Scratch file space can be accessed using the Workspace module and the $SCRATCH environment variable.

module load Workspace
cd $SCRATCH

For personal Scratch see below

Workspace Scratch

Each Workspace has a $SCRATCH space with the same access permissions like the permanent Workspace directory (using primary and secondary groups). The Workspace can be accessed using $SCRATCH variable (after loading the Workspace module). It will point to /storage/scratch/<researchGroupID>/<WorkspaceID>. Please use $SCRATCH to access it.

Personal Scratch

Users without a Workspace can also use “personal” Scratch. This space does need to be created initially:

module load Workspace/home
mkdir $SCRATCH
cd $SCRATCH

Please note that this space is per default no private space. If you want to restrict access you can change permissions using:

chmod 700 $SCRATCH

Local Scratch

In some cases files need to be read or written multiple times by an application during a computational job. Instead of reading and writing the data multiple times on the network storage, it may be more efficient to initially copy the data to the compute node, run the computation and finally copy the resulting data back at the end. Thus, the application can access the data from the local storage, during the job run time.

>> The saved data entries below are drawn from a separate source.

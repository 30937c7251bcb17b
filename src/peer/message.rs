//! Wire messages (BEP-3 §1): a 4-byte big-endian length prefix followed by
//! a 1-byte id and a type-specific payload. An earlier `serialize`
//! computed the length prefix by casting payload length to `u8`, which
//! silently truncates any message over 255 bytes — fatal for `piece`
//! messages, whose blocks are routinely 16 KiB. This uses the full
//! 4-byte prefix throughout and drops `Port` (id 9, BEP-5 DHT), which is
//! out of scope.

use crate::error::ProtocolError;

#[derive(Debug, PartialEq, Clone)]
pub enum Message {
    KeepAlive,
    Choke,
    Unchoke,
    Interested,
    NotInterested,
    Have(u32),
    Bitfield(Vec<u8>),
    Request(u32, u32, u32),
    Piece(u32, u32, Vec<u8>),
    Cancel(u32, u32, u32),
}

impl Message {
    /// Length of the id+payload, i.e. the value carried in the length
    /// prefix (0 for keep-alive, which has no id byte at all).
    fn body_len(&self) -> u32 {
        match self {
            Message::KeepAlive => 0,
            Message::Choke | Message::Unchoke | Message::Interested | Message::NotInterested => 1,
            Message::Have(_) => 5,
            Message::Bitfield(bitfield) => 1 + bitfield.len() as u32,
            Message::Request(..) | Message::Cancel(..) => 13,
            Message::Piece(_, _, block) => 9 + block.len() as u32,
        }
    }

    pub fn id(&self) -> Option<u8> {
        match self {
            Message::KeepAlive => None,
            Message::Choke => Some(0),
            Message::Unchoke => Some(1),
            Message::Interested => Some(2),
            Message::NotInterested => Some(3),
            Message::Have(_) => Some(4),
            Message::Bitfield(_) => Some(5),
            Message::Request(..) => Some(6),
            Message::Piece(..) => Some(7),
            Message::Cancel(..) => Some(8),
        }
    }

    pub fn serialize(&self) -> Vec<u8> {
        let mut msg = Vec::with_capacity(4 + self.body_len() as usize);
        msg.extend_from_slice(&self.body_len().to_be_bytes());
        if let Some(id) = self.id() {
            msg.push(id);
        }
        match self {
            Message::KeepAlive
            | Message::Choke
            | Message::Unchoke
            | Message::Interested
            | Message::NotInterested => {}
            Message::Have(index) => msg.extend_from_slice(&index.to_be_bytes()),
            Message::Bitfield(bitfield) => msg.extend_from_slice(bitfield),
            Message::Request(index, begin, length) | Message::Cancel(index, begin, length) => {
                msg.extend_from_slice(&index.to_be_bytes());
                msg.extend_from_slice(&begin.to_be_bytes());
                msg.extend_from_slice(&length.to_be_bytes());
            }
            Message::Piece(index, begin, block) => {
                msg.extend_from_slice(&index.to_be_bytes());
                msg.extend_from_slice(&begin.to_be_bytes());
                msg.extend_from_slice(block);
            }
        }
        msg
    }

    /// Parses a single complete frame (length prefix included) from the
    /// front of `data`. `data` must hold at least `4 + body_len` bytes;
    /// callers buffering from a socket should check
    /// [`Message::frame_len`] before calling this.
    pub fn deserialize(data: &[u8]) -> Result<Message, ProtocolError> {
        if data.len() < 4 {
            return Err(ProtocolError::BadFraming(0));
        }
        let mut len_buf = [0u8; 4];
        len_buf.copy_from_slice(&data[0..4]);
        let body_len_raw = u32::from_be_bytes(len_buf);
        let body_len = body_len_raw as usize;
        if body_len == 0 {
            return Ok(Message::KeepAlive);
        }
        if data.len() < 4 + body_len {
            return Err(ProtocolError::BadFraming(body_len_raw));
        }
        let body = &data[4..4 + body_len];
        let id = body[0];
        let payload = &body[1..];

        let msg = match id {
            0 => Message::Choke,
            1 => Message::Unchoke,
            2 => Message::Interested,
            3 => Message::NotInterested,
            4 => {
                if payload.len() != 4 {
                    return Err(ProtocolError::Malformed("bad payload length for this message id".to_string()));
                }
                Message::Have(u32::from_be_bytes(payload.try_into().unwrap()))
            }
            5 => Message::Bitfield(payload.to_vec()),
            6 => {
                if payload.len() != 12 {
                    return Err(ProtocolError::Malformed("bad payload length for this message id".to_string()));
                }
                Message::Request(
                    u32::from_be_bytes(payload[0..4].try_into().unwrap()),
                    u32::from_be_bytes(payload[4..8].try_into().unwrap()),
                    u32::from_be_bytes(payload[8..12].try_into().unwrap()),
                )
            }
            7 => {
                if payload.len() < 8 {
                    return Err(ProtocolError::Malformed("bad payload length for this message id".to_string()));
                }
                Message::Piece(
                    u32::from_be_bytes(payload[0..4].try_into().unwrap()),
                    u32::from_be_bytes(payload[4..8].try_into().unwrap()),
                    payload[8..].to_vec(),
                )
            }
            8 => {
                if payload.len() != 12 {
                    return Err(ProtocolError::Malformed("bad payload length for this message id".to_string()));
                }
                Message::Cancel(
                    u32::from_be_bytes(payload[0..4].try_into().unwrap()),
                    u32::from_be_bytes(payload[4..8].try_into().unwrap()),
                    u32::from_be_bytes(payload[8..12].try_into().unwrap()),
                )
            }
            _ => return Err(ProtocolError::Malformed(format!("unknown message id {id}"))),
        };
        Ok(msg)
    }

    /// Given the front of a buffered byte stream, returns the total frame
    /// length (prefix included) once the 4-byte prefix is available, or
    /// `None` if more bytes must be read first. Used by `PeerSession`'s
    /// read loop to know when a full message has arrived.
    pub fn frame_len(data: &[u8]) -> Option<usize> {
        if data.len() < 4 {
            return None;
        }
        let mut len_buf = [0u8; 4];
        len_buf.copy_from_slice(&data[0..4]);
        Some(4 + u32::from_be_bytes(len_buf) as usize)
    }
}

#[cfg(test)]
mod tests {
    use super::*;

    #[test]
    fn keep_alive_round_trips() {
        let msg = Message::KeepAlive;
        let bytes = msg.serialize();
        assert_eq!(bytes, vec![0, 0, 0, 0]);
        assert_eq!(Message::deserialize(&bytes).unwrap(), Message::KeepAlive);
    }

    #[test]
    fn choke_round_trips() {
        let msg = Message::Choke;
        let bytes = msg.serialize();
        assert_eq!(bytes, vec![0, 0, 0, 1, 0]);
        assert_eq!(Message::deserialize(&bytes).unwrap(), Message::Choke);
    }

    #[test]
    fn piece_message_over_255_bytes_does_not_truncate() {
        let block = vec![0xABu8; 16384];
        let msg = Message::Piece(3, 0, block.clone());
        let bytes = msg.serialize();
        assert_eq!(bytes.len(), 4 + 9 + 16384);
        let decoded = Message::deserialize(&bytes).unwrap();
        assert_eq!(decoded, Message::Piece(3, 0, block));
    }

    #[test]
    fn frame_len_reports_full_message_size_before_body_is_buffered() {
        let msg = Message::Request(1, 2, 3);
        let bytes = msg.serialize();
        assert_eq!(Message::frame_len(&bytes[..4]), Some(bytes.len()));
    }

    #[test]
    fn request_and_cancel_round_trip() {
        let req = Message::Request(1, 16384, 16384);
        assert_eq!(Message::deserialize(&req.serialize()).unwrap(), req);
        let cancel = Message::Cancel(1, 16384, 16384);
        assert_eq!(Message::deserialize(&cancel.serialize()).unwrap(), cancel);
    }

    #[test]
    fn have_and_bitfield_round_trip() {
        let have = Message::Have(42);
        assert_eq!(Message::deserialize(&have.serialize()).unwrap(), have);
        let bitfield = Message::Bitfield(vec![0xFF, 0x00, 0xC0]);
        assert_eq!(
            Message::deserialize(&bitfield.serialize()).unwrap(),
            bitfield
        );
    }

    #[test]
    fn unknown_id_is_rejected() {
        let bytes = vec![0, 0, 0, 1, 200];
        assert!(matches!(
            Message::deserialize(&bytes),
            Err(ProtocolError::Malformed(_))
        ));
    }

    #[test]
    fn truncated_frame_is_rejected() {
        let bytes = vec![0, 0, 0, 13, 6, 0, 0];
        assert!(matches!(
            Message::deserialize(&bytes),
            Err(ProtocolError::BadFraming(_))
        ));
    }
}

In the following example script, all files from the submitting directory are copied to the head compute node. At the end of the job all files from the compute node local directory is copied back. The compute node local $TMPDIR is used, which points to /scratch/local/<jobid>, a job specific directory in the nodes internal disc.

#!/bin/bash
#SBATCH --job-name tmpdir
#SBATCH --nodes 1
#SBATCH --ntasks 1
#SBATCH --cpus-per-task 1
###SBATCH --output slurm.out # when specifying output file name, add rm slurm.out in cleanup function

# I. Define directory names [DO NOT CHANGE]
# =========================================
# get name of the temporary directory working directory, physically on the compute-node
workdir="${TMPDIR}"
# get submit directory
# (every file/folder below this directory is copied to the compute node)
submitdir="${SLURM_SUBMIT_DIR}"

# 1. Transfer to node [DO NOT CHANGE]
# ===================================
# create/empty the temporary directory on the compute node
if [ ! -d "${workdir}" ]; then
  mkdir -p "${workdir}"
else
  rm -rf "${workdir}"/*
fi

# change current directory to the location of the sbatch command
# ("submitdir" is somewhere in the home directory on the head node)
cd "${submitdir}"
# copy all files/folders in "submitdir" to "workdir"
# ("workdir" == temporary directory on the compute node)
cp -prf * ${workdir}
# change directory to the temporary directory on the compute-node
cd ${workdir}

# 3. Function to transfer back to the head node [DO NOT CHANGE]
# =============================================================
# define clean-up function
function clean_up {
  # - remove log-file on the compute-node, to prevent overwiting actual output with empty file
  rm slurm-${SLURM_JOB_ID}.out
  # - TODO delete temporary files from the compute-node, before copying. Prevent copying unnecessary files.
  # rm -r ...
  # - change directory to the location of the sbatch command (on the head node)
  cd "${submitdir}"
  # - copy everything from the temporary directory on the compute-node
  cp -prf "${workdir}"/* .
  # - erase the temporary directory from the compute-node
  rm -rf "${workdir}"/*
  rm -rf "${workdir}"
  # - exit the script
  exit
}

# call "clean_up" function when this script exits, it is run even if SLURM cancels the job
trap 'clean_up' EXIT

 2. Execute [MODIFY COMPLETELY TO YOUR NEEDS]
# ============================================
# TODO add your computation here
# simple example, hello world
srun echo "hello world from $HOSTNAME"

Further aspects to consider:

  • copy only necessary files
    • have only necessary files in the submit directory
    • remove all unnecessary files before copying the data back, e.g. remove large input files
  • In case of a parallel job, you need to verify that all process run on one single node (--nodes=1) OR copy the data to all related nodes (e.g. srun -n1 cp ...).